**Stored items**
========================================================================
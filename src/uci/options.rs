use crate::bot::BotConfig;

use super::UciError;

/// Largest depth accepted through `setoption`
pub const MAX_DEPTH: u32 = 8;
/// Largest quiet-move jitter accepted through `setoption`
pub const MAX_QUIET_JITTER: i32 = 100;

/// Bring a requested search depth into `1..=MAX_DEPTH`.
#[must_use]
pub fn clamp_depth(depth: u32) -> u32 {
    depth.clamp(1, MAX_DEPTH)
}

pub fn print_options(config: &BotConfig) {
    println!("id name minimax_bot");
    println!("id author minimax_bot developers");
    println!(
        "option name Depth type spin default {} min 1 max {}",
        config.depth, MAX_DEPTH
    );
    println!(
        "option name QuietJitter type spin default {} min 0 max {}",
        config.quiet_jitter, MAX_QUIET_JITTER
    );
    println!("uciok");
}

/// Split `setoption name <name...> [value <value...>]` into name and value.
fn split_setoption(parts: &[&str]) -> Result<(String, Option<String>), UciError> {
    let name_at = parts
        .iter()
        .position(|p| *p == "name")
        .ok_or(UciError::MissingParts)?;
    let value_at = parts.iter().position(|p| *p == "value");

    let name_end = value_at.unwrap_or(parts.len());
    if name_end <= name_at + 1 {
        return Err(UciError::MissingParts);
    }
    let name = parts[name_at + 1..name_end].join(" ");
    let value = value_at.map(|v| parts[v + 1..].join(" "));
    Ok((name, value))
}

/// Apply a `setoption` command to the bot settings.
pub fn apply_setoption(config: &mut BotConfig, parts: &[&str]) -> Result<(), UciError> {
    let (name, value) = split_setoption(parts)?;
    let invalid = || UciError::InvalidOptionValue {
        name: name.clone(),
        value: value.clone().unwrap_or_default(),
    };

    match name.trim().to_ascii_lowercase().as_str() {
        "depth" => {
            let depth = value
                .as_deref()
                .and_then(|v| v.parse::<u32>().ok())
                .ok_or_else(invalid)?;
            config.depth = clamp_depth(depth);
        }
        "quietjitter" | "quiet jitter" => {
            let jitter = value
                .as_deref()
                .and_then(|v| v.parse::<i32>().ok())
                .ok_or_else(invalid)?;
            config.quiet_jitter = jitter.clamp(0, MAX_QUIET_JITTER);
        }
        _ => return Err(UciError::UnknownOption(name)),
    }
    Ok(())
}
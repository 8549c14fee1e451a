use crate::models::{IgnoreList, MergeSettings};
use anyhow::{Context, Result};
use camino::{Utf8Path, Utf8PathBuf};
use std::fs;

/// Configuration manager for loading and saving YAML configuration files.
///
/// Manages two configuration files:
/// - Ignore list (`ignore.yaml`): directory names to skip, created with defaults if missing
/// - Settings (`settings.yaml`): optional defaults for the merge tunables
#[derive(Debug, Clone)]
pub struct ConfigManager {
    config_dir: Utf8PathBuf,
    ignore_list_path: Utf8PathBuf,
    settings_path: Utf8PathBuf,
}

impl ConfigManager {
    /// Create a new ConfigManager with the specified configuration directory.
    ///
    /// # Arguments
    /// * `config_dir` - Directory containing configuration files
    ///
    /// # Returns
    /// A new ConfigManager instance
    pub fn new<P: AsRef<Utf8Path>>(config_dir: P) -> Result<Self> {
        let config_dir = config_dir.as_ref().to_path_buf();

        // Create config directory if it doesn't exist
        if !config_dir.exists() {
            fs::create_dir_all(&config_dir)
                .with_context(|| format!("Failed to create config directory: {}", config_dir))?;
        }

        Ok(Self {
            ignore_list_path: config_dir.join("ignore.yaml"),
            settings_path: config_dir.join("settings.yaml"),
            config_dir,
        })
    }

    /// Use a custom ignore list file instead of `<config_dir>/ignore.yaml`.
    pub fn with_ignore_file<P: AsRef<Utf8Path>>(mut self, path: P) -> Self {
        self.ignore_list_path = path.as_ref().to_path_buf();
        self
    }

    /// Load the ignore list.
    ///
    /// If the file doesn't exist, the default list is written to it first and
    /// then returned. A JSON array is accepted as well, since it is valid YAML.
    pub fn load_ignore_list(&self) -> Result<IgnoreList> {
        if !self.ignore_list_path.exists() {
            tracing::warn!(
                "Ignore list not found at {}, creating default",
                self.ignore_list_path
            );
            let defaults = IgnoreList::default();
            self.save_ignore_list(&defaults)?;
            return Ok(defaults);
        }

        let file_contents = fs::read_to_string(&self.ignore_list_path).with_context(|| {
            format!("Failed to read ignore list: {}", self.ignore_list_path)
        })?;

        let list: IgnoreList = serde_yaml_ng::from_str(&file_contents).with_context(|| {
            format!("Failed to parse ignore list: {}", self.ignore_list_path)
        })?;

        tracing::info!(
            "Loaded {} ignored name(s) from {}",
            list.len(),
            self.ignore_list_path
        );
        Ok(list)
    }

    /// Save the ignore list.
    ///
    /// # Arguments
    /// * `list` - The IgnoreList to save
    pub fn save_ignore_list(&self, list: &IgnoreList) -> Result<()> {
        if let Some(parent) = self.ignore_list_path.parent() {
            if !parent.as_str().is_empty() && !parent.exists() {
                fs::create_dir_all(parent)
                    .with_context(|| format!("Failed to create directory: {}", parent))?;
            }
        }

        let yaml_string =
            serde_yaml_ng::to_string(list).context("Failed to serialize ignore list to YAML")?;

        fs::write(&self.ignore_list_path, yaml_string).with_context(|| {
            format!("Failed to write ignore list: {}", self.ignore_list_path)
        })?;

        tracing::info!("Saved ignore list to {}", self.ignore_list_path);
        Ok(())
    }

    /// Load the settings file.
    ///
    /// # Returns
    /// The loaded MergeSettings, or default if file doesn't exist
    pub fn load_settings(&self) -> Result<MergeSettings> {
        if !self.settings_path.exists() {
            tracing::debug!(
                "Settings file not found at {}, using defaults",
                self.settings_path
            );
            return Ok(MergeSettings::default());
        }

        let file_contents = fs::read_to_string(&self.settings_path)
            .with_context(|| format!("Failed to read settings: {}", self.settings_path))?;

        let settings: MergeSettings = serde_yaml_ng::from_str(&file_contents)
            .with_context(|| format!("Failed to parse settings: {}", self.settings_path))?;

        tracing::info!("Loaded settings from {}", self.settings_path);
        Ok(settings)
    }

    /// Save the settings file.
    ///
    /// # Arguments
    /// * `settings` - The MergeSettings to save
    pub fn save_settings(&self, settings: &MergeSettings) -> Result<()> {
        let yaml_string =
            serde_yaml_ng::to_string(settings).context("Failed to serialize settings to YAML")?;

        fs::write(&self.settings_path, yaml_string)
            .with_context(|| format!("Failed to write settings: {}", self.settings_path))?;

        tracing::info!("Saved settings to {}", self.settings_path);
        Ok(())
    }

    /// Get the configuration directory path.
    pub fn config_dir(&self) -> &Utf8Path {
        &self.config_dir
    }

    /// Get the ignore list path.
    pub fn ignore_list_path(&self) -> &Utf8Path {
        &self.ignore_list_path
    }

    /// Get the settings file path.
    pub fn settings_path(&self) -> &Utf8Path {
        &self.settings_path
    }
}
========================================================================
Transcribe only, please, the lines from the first line of the records through the line with "if name_end <= name_at". Both of those lines are included.

**YOUR RESPONSE**
filename src/uci/options.rs
use crate::bot::BotConfig;

use super::UciError;

/// Largest depth accepted through `setoption`
pub const MAX_DEPTH: u32 = 8;
/// Largest quiet-move jitter accepted through `setoption`
pub const MAX_QUIET_JITTER: i32 = 100;

/// Bring a requested search depth into `1..=MAX_DEPTH`.
#[must_use]
pub fn clamp_depth(depth: u32) -> u32 {
    depth.clamp(1, MAX_DEPTH)
}

pub fn print_options(config: &BotConfig) {
    println!("id name minimax_bot");
    println!("id author minimax_bot developers");
    println!(
        "option name Depth type spin default {} min 1 max {}",
        config.depth, MAX_DEPTH
    );
    println!(
        "option name QuietJitter type spin default {} min 0 max {}",
        config.quiet_jitter, MAX_QUIET_JITTER
    );
    println!("uciok");
}

/// Split `setoption name <name...> [value <value...>]` into name and value.
fn split_setoption(parts: &[&str]) -> Result<(String, Option<String>), UciError> {
    let name_at = parts
        .iter()
        .position(|p| *p == "name")
        .ok_or(UciError::MissingParts)?;
    let value_at = parts.iter().position(|p| *p == "value");

    let name_end = value_at.unwrap_or(parts.len());
    if name_end <= name_at + 1 {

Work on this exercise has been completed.